- [Exercise goal] Search the material below for the string "FnOnce" and extract each line that has it.

- [Dataset records]
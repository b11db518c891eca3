//! The config screen editing session.

use columns_model::{
    sort_by_name, validate, BreakpointSet, Configuration, ContentType, NamingConfig, Preset,
    ValidationIssue,
};
use tracing::info;

use crate::error::ConfigResult;
use crate::host::InstallationHost;
use crate::store;

/// Holds the configuration being edited and the content-type catalog it is
/// edited against. Every mutation goes through a [`store`] function.
#[derive(Debug, Clone)]
pub struct ConfigScreen {
    config: Configuration,
    content_types: Vec<ContentType>,
    naming: NamingConfig,
}

impl ConfigScreen {
    /// Loads stored parameters and the catalog from the host.
    ///
    /// On first install a default configuration is synthesized. A catalog
    /// failure aborts the load; nothing is kept from the attempt.
    pub async fn load(host: &dyn InstallationHost) -> ConfigResult<Self> {
        Self::load_with(host, NamingConfig::default()).await
    }

    pub async fn load_with(host: &dyn InstallationHost, naming: NamingConfig) -> ConfigResult<Self> {
        let stored = host.get_parameters().await?;
        let mut content_types = host.list_content_types().await?;
        sort_by_name(&mut content_types);

        let config = match stored {
            Some(config) => {
                info!(
                    "Loaded configuration: {} preset(s), {} breakpoint set(s)",
                    config.presets.len(),
                    config.breakpoints.len()
                );
                config
            }
            None => {
                info!("No stored configuration, creating defaults");
                store::add_preset_with(&Configuration::default(), &content_types, &naming)
            }
        };

        Ok(Self {
            config,
            content_types,
            naming,
        })
    }

    /// Starts a session from values already in hand.
    pub fn new(config: Configuration, mut content_types: Vec<ContentType>) -> Self {
        sort_by_name(&mut content_types);
        Self {
            config,
            content_types,
            naming: NamingConfig::default(),
        }
    }

    pub fn config(&self) -> &Configuration {
        &self.config
    }

    /// The catalog, sorted by display name.
    pub fn content_types(&self) -> &[ContentType] {
        &self.content_types
    }

    pub fn add_preset(&mut self) {
        self.config = store::add_preset_with(&self.config, &self.content_types, &self.naming);
    }

    pub fn add_breakpoint_set(&mut self) {
        self.config = store::add_breakpoint_set_with(&self.config, &self.naming);
    }

    pub fn update_preset(&mut self, index: usize, preset: Preset) {
        self.config = store::update_preset(&self.config, index, preset);
    }

    pub fn update_breakpoint_set(&mut self, index: usize, set: BreakpointSet) {
        self.config = store::update_breakpoint_set(&self.config, index, set);
    }

    /// Runs a sub-editor operation on a copy of the preset and stores the result.
    pub fn edit_preset(&mut self, index: usize, edit: impl FnOnce(&mut Preset)) {
        if let Some(mut preset) = self.config.presets.get(index).cloned() {
            edit(&mut preset);
            self.update_preset(index, preset);
        }
    }

    pub fn edit_breakpoint_set(&mut self, index: usize, edit: impl FnOnce(&mut BreakpointSet)) {
        if let Some(mut set) = self.config.breakpoints.get(index).cloned() {
            edit(&mut set);
            self.update_breakpoint_set(index, set);
        }
    }

    pub fn delete_preset(&mut self, index: usize) {
        self.config = store::delete_preset(&self.config, index);
    }

    pub fn delete_breakpoint_set(&mut self, index: usize) {
        self.config = store::delete_breakpoint_set(&self.config, index);
    }

    pub fn duplicate_preset(&mut self, index: usize) {
        self.config = store::duplicate_preset(&self.config, index);
    }

    pub fn duplicate_breakpoint_set(&mut self, index: usize) {
        self.config = store::duplicate_breakpoint_set(&self.config, index);
    }

    /// The UI only offers delete while more than one preset remains.
    pub fn can_delete_presets(&self) -> bool {
        self.config.presets.len() > 1
    }

    pub fn can_delete_breakpoint_sets(&self) -> bool {
        self.config.breakpoints.len() > 1
    }

    pub fn issues(&self) -> Vec<ValidationIssue> {
        validate(&self.config)
    }

    /// The parameters document handed to the host on save.
    pub fn on_configure(&self) -> ConfigResult<serde_json::Value> {
        Ok(self.config.to_json()?)
    }
}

- [Result of the exercise]
    pub fn edit_preset(&mut self, index: usize, edit: impl FnOnce(&mut Preset)) {
    pub fn edit_breakpoint_set(&mut self, index: usize, edit: impl FnOnce(&mut BreakpointSet)) {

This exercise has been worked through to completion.